Exercise ▸ Among the entries below, find the lines holding "PollyClient" and copy them.

[[ Records shown, beginning ]]

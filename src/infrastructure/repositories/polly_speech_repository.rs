use super::speech_repository::{SpeechError, SpeechRepository};
use crate::domain::narration::NarratorVoice;
use async_trait::async_trait;
use aws_sdk_polly::{
    error::{ProvideErrorMetadata, SdkError},
    types::{Engine, OutputFormat, VoiceId},
    Client as PollyClient,
};
use std::sync::Arc;

/// AWS Polly implementation of the speech repository: the voice-selectable
/// provider used by the parallel path.
pub struct PollySpeechRepository {
    polly_client: Arc<PollyClient>,
}

impl PollySpeechRepository {
    pub fn new(polly_client: Arc<PollyClient>) -> Self {
        Self { polly_client }
    }

    /// Build a Polly client from the ambient AWS credential chain.
    pub async fn client_from_env(region: &str) -> PollyClient {
        let has_access_key = std::env::var("AWS_ACCESS_KEY_ID").is_ok();
        let has_secret_key = std::env::var("AWS_SECRET_ACCESS_KEY").is_ok();
        if !has_access_key || !has_secret_key {
            tracing::warn!("AWS credentials not found in environment variables. Will attempt to use other credential providers (instance metadata, etc.)");
        }

        let aws_config = aws_config::defaults(aws_config::BehaviorVersion::latest())
            .region(aws_config::Region::new(region.to_string()))
            .load()
            .await;

        tracing::info!(region = ?aws_config.region(), "AWS configuration loaded");

        PollyClient::new(&aws_config)
    }
}

#[async_trait]
impl SpeechRepository for PollySpeechRepository {
    async fn synthesize(&self, text: &str, voice: NarratorVoice) -> Result<Vec<u8>, SpeechError> {
        let voice_id = VoiceId::from(voice.polly_voice_id());
        let engine = if voice.is_neural_compatible() {
            Engine::Neural
        } else {
            Engine::Standard
        };

        tracing::info!(
            narrator = %voice,
            voice_id = ?voice_id,
            engine = ?engine,
            output_format = "Mp3",
            text_length = text.len(),
            "Calling AWS Polly synthesize_speech"
        );

        let result = self
            .polly_client
            .synthesize_speech()
            .text(text)
            .voice_id(voice_id.clone())
            .output_format(OutputFormat::Mp3)
            .engine(engine.clone())
            .send()
            .await
            .map_err(|e| {
                tracing::error!(
                    error = ?e,
                    narrator = %voice,
                    voice_id = ?voice_id,
                    engine = ?engine,
                    text_length = text.len(),
                    "AWS Polly synthesize_speech failed"
                );
                map_polly_error(e)
            })?;

        tracing::debug!("AWS Polly synthesize_speech successful, reading audio stream");

        let audio_stream = result.audio_stream.collect().await.map_err(|e| {
            tracing::error!(error = %e, "Failed to collect audio stream from Polly response");
            SpeechError::Synthesis(format!("failed to read audio stream: {}", e))
        })?;

        let audio_bytes = audio_stream.into_bytes().to_vec();
        tracing::debug!(
            audio_size = audio_bytes.len(),
            "Audio stream collected successfully"
        );

        Ok(audio_bytes)
    }
}

/// Sort an SDK failure into the repository error taxonomy.
fn map_polly_error<E, R>(err: SdkError<E, R>) -> SpeechError
where
    E: ProvideErrorMetadata + std::fmt::Debug,
    R: std::fmt::Debug,
{
    match &err {
        SdkError::ConstructionFailure(_) => SpeechError::Authentication(format!(
            "Polly request could not be built or signed: {:?}",
            err
        )),
        SdkError::DispatchFailure(_) | SdkError::TimeoutError(_) => {
            SpeechError::ServiceUnavailable(format!("AWS Polly unreachable: {:?}", err))
        }
        SdkError::ServiceError(_) => {
            let code = err.code().unwrap_or_default();
            if matches!(
                code,
                "UnrecognizedClientException"
                    | "InvalidSignatureException"
                    | "AccessDeniedException"
                    | "ExpiredTokenException"
                    | "IncompleteSignatureException"
            ) {
                SpeechError::Authentication(format!("AWS Polly rejected credentials: {:?}", err))
            } else {
                SpeechError::Synthesis(format!("AWS Polly error: {:?}", err))
            }
        }
        _ => SpeechError::Synthesis(format!("AWS Polly error: {:?}", err)),
    }
}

[[ Records shown, end ]]

Solution to this problem ▸
    Client as PollyClient,
    polly_client: Arc<PollyClient>,
    pub fn new(polly_client: Arc<PollyClient>) -> Self {
    pub async fn client_from_env(region: &str) -> PollyClient {
        PollyClient::new(&aws_config)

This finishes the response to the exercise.